Cada vez que hablo acerca del tema de este libro, los organizadores me piden que escriba algunas líneas a modo de advertencia de que el contenido de la charla puede herir la sensibilidad del público; a menos que ya lo hayan hecho ellos por mí.

De modo que aquí va la obligada advertencia:

Este es un libro sobre la violación. Si bien no contiene descripciones detalladas de horrible brutalidad, la violación, la violencia sexual y los conceptos en sí se analizan con detalle.

El propósito de dichas advertencias es evitar volver a traumatizar a mujeres ya traumatizadas. Estoy de acuerdo en que es importante. Pero, al mismo tiempo, me siento incómoda al tratar a personas que han sido víctimas de un crimen como si también hubieran perdido la capacidad de leer. El título de este libro (y de mis conferencias) es Violación. Sin duda, ellas —más que la gente para la que este no es un tema con carga emotiva— reconocen que la conferencia o el libro va a ir sobre… la violación.

Pero de eso se trata exactamente.

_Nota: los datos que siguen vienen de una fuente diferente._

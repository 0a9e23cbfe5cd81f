use serde::Serialize;
use std::collections::{BTreeMap, HashMap};

use super::types::Frame;

/// Response from `db_stats`.
#[derive(Debug, Serialize)]
pub struct StatsResponse {
    pub total_frames: u64,
    pub total_images: u64,
    pub by_branch: BTreeMap<String, u64>,
    pub top_modules: Vec<ModuleCount>,
    #[serde(skip_serializing_if = "Option::is_none")]
    pub oldest_frame: Option<String>,
    #[serde(skip_serializing_if = "Option::is_none")]
    pub newest_frame: Option<String>,
    /// `true` when the breakdowns cover only the most recent fetch window.
    pub sampled: bool,
    pub sample_size: usize,
}

#[derive(Debug, Serialize, PartialEq)]
pub struct ModuleCount {
    pub module: String,
    pub frames: u64,
}

/// Compute statistics over a newest-first `sample` of frames.
pub fn frame_stats(
    sample: &[Frame],
    total_frames: u64,
    total_images: u64,
    top_n: usize,
) -> StatsResponse {
    let mut by_branch: BTreeMap<String, u64> = BTreeMap::new();
    let mut by_module: HashMap<&str, u64> = HashMap::new();

    for frame in sample {
        *by_branch.entry(frame.branch.clone()).or_default() += 1;
        for module in &frame.module_scope {
            *by_module.entry(module.as_str()).or_default() += 1;
        }
    }

    let mut top_modules: Vec<ModuleCount> = by_module
        .into_iter()
        .map(|(module, frames)| ModuleCount {
            module: module.to_string(),
            frames,
        })
        .collect();
    top_modules.sort_by(|a, b| b.frames.cmp(&a.frames).then_with(|| a.module.cmp(&b.module)));
    top_modules.truncate(top_n);

    let newest_frame = sample.iter().map(|f| f.timestamp.as_str()).max().map(str::to_string);
    let oldest_frame = sample.iter().map(|f| f.timestamp.as_str()).min().map(str::to_string);

    StatsResponse {
        total_frames,
        total_images,
        by_branch,
        top_modules,
        oldest_frame,
        newest_frame,
        sampled: total_frames > sample.len() as u64,
        sample_size: sample.len(),
    }
}
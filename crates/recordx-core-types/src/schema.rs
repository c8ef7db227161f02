//! Canonical schema constants for structured logging
//!
//! These keep the field names emitted by the logging macros and the
//! attribution observers consistent, and let tests look them up by name.

// Canonical field keys for structured logging
pub const FIELD_COMPONENT: &str = "component";
pub const FIELD_OP: &str = "op";
pub const FIELD_EVENT: &str = "event";
pub const FIELD_DURATION_MS: &str = "duration_ms";
pub const FIELD_ASSERTION_ID: &str = "assertion_id";
pub const FIELD_TRACE_ID: &str = "trace_id";

// Entity identifiers
pub const FIELD_ENTITY_TYPE: &str = "entity_type";
pub const FIELD_ENTITY_ID: &str = "entity_id";
pub const FIELD_ATTRIBUTE: &str = "attribute";
pub const FIELD_DELEGATE: &str = "delegate";

// Verdict / phase
pub const FIELD_PHASE: &str = "phase";
pub const FIELD_PASSED: &str = "passed";

// Error fields
pub const FIELD_ERR_KIND: &str = "err_kind";
pub const FIELD_ERR_CODE: &str = "err_code";

// Canonical event names
pub const EVENT_START: &str = "start";
pub const EVENT_END: &str = "end";
pub const EVENT_END_ERROR: &str = "end_error";
pub const EVENT_ATTRIBUTED: &str = "attributed";
pub const EVENT_PHASE: &str = "phase";
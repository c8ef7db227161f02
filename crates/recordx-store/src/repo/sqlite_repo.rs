//! SQLite repository implementation
//!
//! Records live in one `records` table keyed by `(entity_type, id)`. Ids are
//! assigned per entity type from `entity_types.next_id`, starting at 1, and
//! are never reused after a delete. Attribute names are declared per type in
//! `entity_types`; writes naming any other attribute are rejected before
//! anything is written.
//!
//! Multi-statement writes run inside a savepoint, so they nest in a
//! transaction the caller already holds.

use crate::errors::{from_rusqlite, from_serde, invalid_id, undefined_type, Result};
use recordx_core::entity::EntityId;
use recordx_core::errors::RecordXError;
use recordx_core::AttributeSet;
use rusqlite::{Connection, OptionalExtension};
use serde_json::Value;
use std::collections::BTreeMap;

/// Attribute values of one record
pub type Attributes = BTreeMap<String, Value>;

/// SQLite repository for typed records
pub struct SqliteRepo;

impl SqliteRepo {
    /// Declare an entity type and its attribute names
    ///
    /// Redeclaring a type replaces its attribute list; stored rows are kept.
    ///
    /// # Errors
    ///
    /// Returns `DuplicateAttribute` / `InvalidInput` for a bad name list and
    /// `Persistence` on database failure.
    pub fn define_type(conn: &Connection, entity_type: &str, attributes: &[&str]) -> Result<()> {
        let names: Vec<String> = AttributeSet::new(attributes.iter().copied())?
            .iter()
            .map(str::to_string)
            .collect();
        let json = serde_json::to_string(&names).map_err(|e| from_serde("define_type", e))?;

        conn.execute(
            "INSERT INTO entity_types (name, attributes, created_at)
             VALUES (?1, ?2, ?3)
             ON CONFLICT(name) DO UPDATE SET attributes = excluded.attributes",
            rusqlite::params![entity_type, json, chrono::Utc::now().timestamp()],
        )
        .map_err(from_rusqlite)?;

        Ok(())
    }

    /// Declared attribute names of a type, in declaration order
    ///
    /// # Errors
    ///
    /// Returns `InvalidInput` if the type was never declared.
    pub fn type_attributes(conn: &Connection, entity_type: &str) -> Result<Vec<String>> {
        let json: String = conn
            .query_row(
                "SELECT attributes FROM entity_types WHERE name = ?1",
                [entity_type],
                |row| row.get(0),
            )
            .optional()
            .map_err(from_rusqlite)?
            .ok_or_else(|| undefined_type(entity_type))?;

        serde_json::from_str(&json).map_err(|e| from_serde("type_attributes", e))
    }

    /// Insert a record, filling unspecified attributes with `null`
    ///
    /// # Errors
    ///
    /// Returns `InvalidInput` for an undeclared type, `UnknownAttribute` for
    /// an undeclared attribute and `Persistence` on database failure.
    pub fn insert_record<I, K>(conn: &Connection, entity_type: &str, values: I) -> Result<EntityId>
    where
        I: IntoIterator<Item = (K, Value)>,
        K: Into<String>,
    {
        let declared = Self::type_attributes(conn, entity_type)?;
        let mut row: Attributes = declared.iter().map(|a| (a.clone(), Value::Null)).collect();
        row.extend(checked(entity_type, &declared, values)?);
        let json = serde_json::to_string(&row).map_err(|e| from_serde("insert_record", e))?;

        let id = in_savepoint(conn, |conn| {
            let id: i64 = conn
                .query_row(
                    "SELECT next_id FROM entity_types WHERE name = ?1",
                    [entity_type],
                    |r| r.get(0),
                )
                .map_err(from_rusqlite)?;
            conn.execute(
                "UPDATE entity_types SET next_id = ?1 WHERE name = ?2",
                rusqlite::params![id + 1, entity_type],
            )
            .map_err(from_rusqlite)?;
            let now = chrono::Utc::now().timestamp();
            conn.execute(
                "INSERT INTO records (entity_type, id, attributes, created_at, updated_at)
                 VALUES (?1, ?2, ?3, ?4, ?4)",
                rusqlite::params![entity_type, id, json, now],
            )
            .map_err(from_rusqlite)?;
            Ok(id)
        })?;

        tracing::debug!(op = "insert_record", entity_type = entity_type, entity_id = id);
        Ok(EntityId::from(id))
    }

    /// Overwrite some attributes of a stored record
    ///
    /// # Errors
    ///
    /// Returns `NotFound` if the record is gone, `UnknownAttribute` for an
    /// undeclared attribute (nothing is written) and `Persistence` on
    /// database failure.
    pub fn update_attributes<I, K>(
        conn: &Connection,
        entity_type: &str,
        id: &EntityId,
        values: I,
    ) -> Result<()>
    where
        I: IntoIterator<Item = (K, Value)>,
        K: Into<String>,
    {
        let declared = Self::type_attributes(conn, entity_type)?;
        let changes = checked(entity_type, &declared, values)?;
        let key = row_key(id)?;

        in_savepoint(conn, |conn| {
            let mut row = Self::load_attributes(conn, entity_type, id)?
                .ok_or_else(|| not_found(entity_type, id))?;
            row.extend(changes);
            let json =
                serde_json::to_string(&row).map_err(|e| from_serde("update_attributes", e))?;
            conn.execute(
                "UPDATE records SET attributes = ?1, updated_at = ?2
                 WHERE entity_type = ?3 AND id = ?4",
                rusqlite::params![json, chrono::Utc::now().timestamp(), entity_type, key],
            )
            .map_err(from_rusqlite)?;
            Ok(())
        })?;

        tracing::debug!(op = "update_attributes", entity_type = entity_type, entity_id = key);
        Ok(())
    }

    /// # Errors
    ///
    /// Returns `NotFound` if no such record exists.
    pub fn delete_record(conn: &Connection, entity_type: &str, id: &EntityId) -> Result<()> {
        Self::type_attributes(conn, entity_type)?;
        let key = row_key(id)?;

        let deleted = conn
            .execute(
                "DELETE FROM records WHERE entity_type = ?1 AND id = ?2",
                rusqlite::params![entity_type, key],
            )
            .map_err(from_rusqlite)?;
        if deleted == 0 {
            return Err(not_found(entity_type, id));
        }

        tracing::debug!(op = "delete_record", entity_type = entity_type, entity_id = key);
        Ok(())
    }

    /// Stored attribute values of a record, if it exists
    ///
    /// # Errors
    ///
    /// Returns `Serialization` if the stored JSON is not an object.
    pub fn load_attributes(
        conn: &Connection,
        entity_type: &str,
        id: &EntityId,
    ) -> Result<Option<Attributes>> {
        let key = row_key(id)?;
        let json: Option<String> = conn
            .query_row(
                "SELECT attributes FROM records WHERE entity_type = ?1 AND id = ?2",
                rusqlite::params![entity_type, key],
                |row| row.get(0),
            )
            .optional()
            .map_err(from_rusqlite)?;

        json.map(|text| serde_json::from_str(&text).map_err(|e| from_serde("load_attributes", e)))
            .transpose()
    }

    /// # Errors
    ///
    /// Returns `InvalidInput` for an undeclared type or a non-integer id.
    pub fn exists(conn: &Connection, entity_type: &str, id: &EntityId) -> Result<bool> {
        Self::type_attributes(conn, entity_type)?;
        let key = row_key(id)?;
        let found = conn
            .query_row(
                "SELECT 1 FROM records WHERE entity_type = ?1 AND id = ?2",
                rusqlite::params![entity_type, key],
                |_| Ok(()),
            )
            .optional()
            .map_err(from_rusqlite)?;
        Ok(found.is_some())
    }
}

/// Run `write` inside a savepoint; released on success, rolled back on error
///
/// Outside a transaction the savepoint starts one; inside the caller's
/// transaction it nests.
fn in_savepoint<T>(conn: &Connection, write: impl FnOnce(&Connection) -> Result<T>) -> Result<T> {
    conn.execute_batch("SAVEPOINT recordx_write").map_err(from_rusqlite)?;
    match write(conn) {
        Ok(value) => {
            conn.execute_batch("RELEASE recordx_write").map_err(from_rusqlite)?;
            Ok(value)
        }
        Err(err) => {
            // the write error wins over a failed rollback
            let _ = conn.execute_batch("ROLLBACK TO recordx_write; RELEASE recordx_write");
            Err(err)
        }
    }
}

fn row_key(id: &EntityId) -> Result<i64> {
    id.as_str().parse().map_err(|_| invalid_id(id))
}

fn not_found(entity_type: &str, id: &EntityId) -> recordx_core::ExError {
    RecordXError::EntityNotFound {
        entity_type: entity_type.to_string(),
        entity_id: id.to_string(),
    }
    .into()
}

/// Validate every name against the declared list before any write
fn checked<I, K>(entity_type: &str, declared: &[String], values: I) -> Result<Vec<(String, Value)>>
where
    I: IntoIterator<Item = (K, Value)>,
    K: Into<String>,
{
    values
        .into_iter()
        .map(|(name, value)| {
            let name = name.into();
            if declared.contains(&name) {
                Ok((name, value))
            } else {
                Err(RecordXError::UnknownAttribute {
                    entity_type: entity_type.to_string(),
                    attribute: name,
                }
                .into())
            }
        })
        .collect()
}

La violación es una cuestión delicada y polémica para todos nosotros, que repercute mucho más en nuestra vida que cualquier otro crimen. Diseña nuestros mapas mentales, determina dónde vamos, en qué momentos vamos y, más importante aún, dónde no vamos.[1] La información que recibimos sobre la violación no trata solo de las agresiones sexuales, sino también sobre el género; la relación entre los sexos e incluso sobre la sexualidad.[2] Y ningún detalle de esta información es agradable.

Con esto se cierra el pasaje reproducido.